FTX might be the culmination (or poster child) of the fast and volatile crypto failures, but at some point, surviving firms will have real and enduring value.
Prediction 4: Regular banks will acquire neo banks at an even faster clip.
Think how pharmaceuticals work: Medical and research universities create the drug, the biotechs prove it, and then the biotech sells it to a massive producer like Pfizer. It’s going to be like that with neobanks: a small new bank will show up with something like AI-powered credit card lending that doesn’t give a credit limit but rather has a limit that goes up and down based on paychecks and various other data points. That product turns out to be profitable, with little risk. A mid-sized, super regional, or budding national bank like PNC or Capital One will buy it and then fold the product into its offerings. Examples include Goldman Sachs’ acquisition of BNPL platform Greensky for $2.2B in March 2022 and Capital One’s many fintech acquisitions, including of travel tech startup Lola in 2021.
It’s just another variation on big companies buying smaller ones to obtain technology (in this case a product) and expertise (if it buys not just the product but the people who created the product).
Prediction 5: AI will make credit analytics even more powerful and credit scores will become more fair.
Credit scoring has gotten much better in the past 10 years, and with the explosion of AI applications we’re seeing, it’s going to be much easier to predict a person’s behavior and credit patterns. Unconscious or inherent bias has been built into credit analysis for as long as credit analysis has existed, and while there are still lots of things that need to be sorted out with respect to bias in credit scoring, even with AI, it’s going to get better and better because ultimately data is data: It tells the facts. More consumers will have access to credit, which is good for the economy, and the models will become much better at assessing who is actually at risk of getting in over their heads with debt — and that means better allocation of capital in the economy.
Prediction 6: AI-based consumer purchasing will merge with embedded finance and affect supply chains and payment rails.
AI will tell you it’s Burberry and where it’s available, including on consignment sites like TheRealReal. If it’s not available anywhere, AI will feed you something similar.

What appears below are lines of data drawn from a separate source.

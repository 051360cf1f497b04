//! Test doubles for the external collaborators.

use crate::agents::{AgentContext, AgentKind};
use crate::domain::Patch;
use crate::llm::{GenerationError, TextGenerator};
use crate::swarm::bus::MessageBus;
use crate::tools::{ApplyReport, Committer, PatchApplier, PatchError, WorkspaceFile, WorkspaceScanner};
use async_trait::async_trait;
use std::collections::{HashMap, VecDeque};
use std::path::Path;
use std::sync::{Arc, Mutex};
use std::time::Duration;
use tokio_util::sync::CancellationToken;

type Reply = Result<String, GenerationError>;

#[derive(Default)]
struct Script {
    queued: HashMap<AgentKind, VecDeque<Reply>>,
    repeated: HashMap<AgentKind, Reply>,
    delays: HashMap<AgentKind, Duration>,
    calls: HashMap<AgentKind, usize>,
}

/// Text generator answering per agent, recognised by its system prompt.
///
/// Queued replies are used first, then the repeated one. An agent with no
/// script answers with its "no change" sentinel, or fails when it has none.
#[derive(Clone, Default)]
pub struct ScriptedGenerator {
    script: Arc<Mutex<Script>>,
}

impl ScriptedGenerator {
    pub fn new() -> Self {
        Self::default()
    }

    /// Answer every call from `agent` with `text`
    pub fn respond(self, agent: AgentKind, text: &str) -> Self {
        self.script
            .lock()
            .unwrap()
            .repeated
            .insert(agent, Ok(text.to_string()));
        self
    }

    /// Answer the next calls from `agent` in order, before any repeated reply
    pub fn respond_once(self, agent: AgentKind, text: &str) -> Self {
        self.script
            .lock()
            .unwrap()
            .queued
            .entry(agent)
            .or_default()
            .push_back(Ok(text.to_string()));
        self
    }

    /// Fail every call from `agent`
    pub fn fail(self, agent: AgentKind, error: GenerationError) -> Self {
        self.script.lock().unwrap().repeated.insert(agent, Err(error));
        self
    }

    /// Delay every reply to `agent`
    pub fn delay(self, agent: AgentKind, delay: Duration) -> Self {
        self.script.lock().unwrap().delays.insert(agent, delay);
        self
    }

    pub fn calls(&self, agent: AgentKind) -> usize {
        self.script
            .lock()
            .unwrap()
            .calls
            .get(&agent)
            .copied()
            .unwrap_or(0)
    }

    fn next_reply(&self, agent: AgentKind) -> (Reply, Option<Duration>) {
        let mut script = self.script.lock().unwrap();
        *script.calls.entry(agent).or_default() += 1;
        let delay = script.delays.get(&agent).copied();

        if let Some(reply) = script.queued.get_mut(&agent).and_then(|q| q.pop_front()) {
            return (reply, delay);
        }
        if let Some(reply) = script.repeated.get(&agent) {
            return (reply.clone(), delay);
        }
        let fallback = match agent.no_change_sentinels().first() {
            Some(sentinel) => Ok(sentinel.to_string()),
            None => Err(GenerationError::Backend(format!("no scripted reply for {}", agent))),
        };
        (fallback, delay)
    }
}

#[async_trait]
impl TextGenerator for ScriptedGenerator {
    async fn complete(&self, system_prompt: &str, _user_content: &str) -> Result<String, GenerationError> {
        let agent = AgentKind::ALL
            .into_iter()
            .find(|k| k.system_prompt() == system_prompt)
            .ok_or_else(|| GenerationError::Backend("unknown system prompt".to_string()))?;

        let (reply, delay) = self.next_reply(agent);
        if let Some(delay) = delay {
            tokio::time::sleep(delay).await;
        }
        reply
    }
}

/// Agent context over a scripted generator with a fresh bus
pub fn context_with(generator: ScriptedGenerator) -> AgentContext {
    AgentContext::new(
        Arc::new(generator),
        Arc::new(MessageBus::new()),
        Duration::from_secs(5),
        CancellationToken::new(),
    )
}

/// Applier that records patches instead of touching the filesystem
#[derive(Clone, Default)]
pub struct RecordingApplier {
    applied: Arc<Mutex<Vec<Patch>>>,
}

impl RecordingApplier {
    pub fn new() -> Self {
        Self::default()
    }

    pub fn patches(&self) -> Vec<Patch> {
        self.applied.lock().unwrap().clone()
    }
}

#[async_trait]
impl PatchApplier for RecordingApplier {
    async fn apply(&self, _root: &Path, patch: &Patch) -> Result<ApplyReport, PatchError> {
        self.applied.lock().unwrap().push(patch.clone());
        Ok(ApplyReport {
            applied: patch.touched_files(),
            skipped: Vec::new(),
        })
    }
}

/// Scanner returning a fixed snapshot
#[derive(Clone, Default)]
pub struct StaticScanner {
    files: Vec<WorkspaceFile>,
}

impl StaticScanner {
    pub fn new(files: Vec<WorkspaceFile>) -> Self {
        Self { files }
    }
}

impl WorkspaceScanner for StaticScanner {
    fn scan(&self, _root: &Path) -> anyhow::Result<Vec<WorkspaceFile>> {
        Ok(self.files.clone())
    }
}

/// Committer that records messages and returns a fixed id
#[derive(Clone, Default)]
pub struct NoopCommitter {
    messages: Arc<Mutex<Vec<String>>>,
}

impl NoopCommitter {
    pub fn messages(&self) -> Vec<String> {
        self.messages.lock().unwrap().clone()
    }
}

#[async_trait]
impl Committer for NoopCommitter {
    async fn commit(&self, _root: &Path, message: &str) -> anyhow::Result<Option<String>> {
        self.messages.lock().unwrap().push(message.to_string());
        Ok(Some("0000000".to_string()))
    }
}

/// Minimal single-file diff touching `path`
pub fn diff_for(path: &str) -> String {
    format!("--- a/{path}\n+++ b/{path}\n@@ -1 +1 @@\n-old\n+new\n")
}
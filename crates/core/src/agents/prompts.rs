//! Default prompt templates bundled at compile time.

/// Project manager - picks the next task from project memory
pub const TASK_SELECTOR: &str = include_str!("defaults/task_selector.md");

/// Architect - turns a task into a plan shared by all workers
pub const ARCHITECT: &str = include_str!("defaults/architect.md");

/// Feature developer - implements the task
pub const FEATURE_DEV: &str = include_str!("defaults/feature_dev.md");

/// Bug hunter - fixes defects in scanned files
pub const BUGFIX: &str = include_str!("defaults/bugfix.md");

/// Refactoring engineer - behaviour-preserving cleanups
pub const REFACTOR: &str = include_str!("defaults/refactor.md");

/// Test engineer - tests for the task
pub const TESTER: &str = include_str!("defaults/tester.md");

/// Security auditor - fixes exploitable weaknesses
pub const SECURITY: &str = include_str!("defaults/security.md");

/// Reviewer - approves or rejects the aggregated changes
pub const REVIEWER: &str = include_str!("defaults/reviewer.md");

/// Technical writer - README / API / architecture / changelog
pub const DOCUMENTATION: &str = include_str!("defaults/documentation.md");

/// DevOps - build, deploy and CI descriptors
pub const DEVOPS: &str = include_str!("defaults/devops.md");

/// All default prompts with their slugs
pub fn all_defaults() -> Vec<(&'static str, &'static str)> {
    vec![
        ("task_selector", TASK_SELECTOR),
        ("architect", ARCHITECT),
        ("feature_dev", FEATURE_DEV),
        ("bugfix", BUGFIX),
        ("refactor", REFACTOR),
        ("tester", TESTER),
        ("security", SECURITY),
        ("reviewer", REVIEWER),
        ("documentation", DOCUMENTATION),
        ("devops", DEVOPS),
    ]
}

It’s all going to rely on embedded finance and AI: One-stop shop on your phone. You snap a pic of an item and within seconds you can locate it, pay for it with a touchless payment, and have it shipped to you, all from one app. More and more, apps will be integrated with things like QR codes or NFC for automated payments. Already, massive networks like New York’s MTA and London’s Underground are using touchless embedded finance.
Prediction 7: AI will streamline financial contracts
This is going to happen really fast: AI will scan contracts like ISDAs (International Swaps and Derivatives Agreements) and flag unusual clauses for lawyers to review, rather than paying a lawyer to go through all 20 pages of the contract. There will likely always be random things that can be changed in contracts that only a lawyer or law clerk will be able to detect (and having humans still involved to a certain extent will always be a good thing), but AI, natural language processing (NLP), and optical character recognition (OCR) will make legal documentation far less cumbersome.
If something is unusual, a machine learning algorithm will flag it, and presto, far less money will be spent on lawyers. Tools like Claira (“document intelligence for ready-to-go analysis of complex documents”) will make strategic investing, negotiation, risk, projections far more streamlined and efficient. This goes beyond what we currently think of as smart contracts, which are rooted in blockchain. It’s really document intelligence fintech, which will affect everything in a company’s operations, even globally, not to mention making it far easier for contracts to follow and incorporate regulatory changes.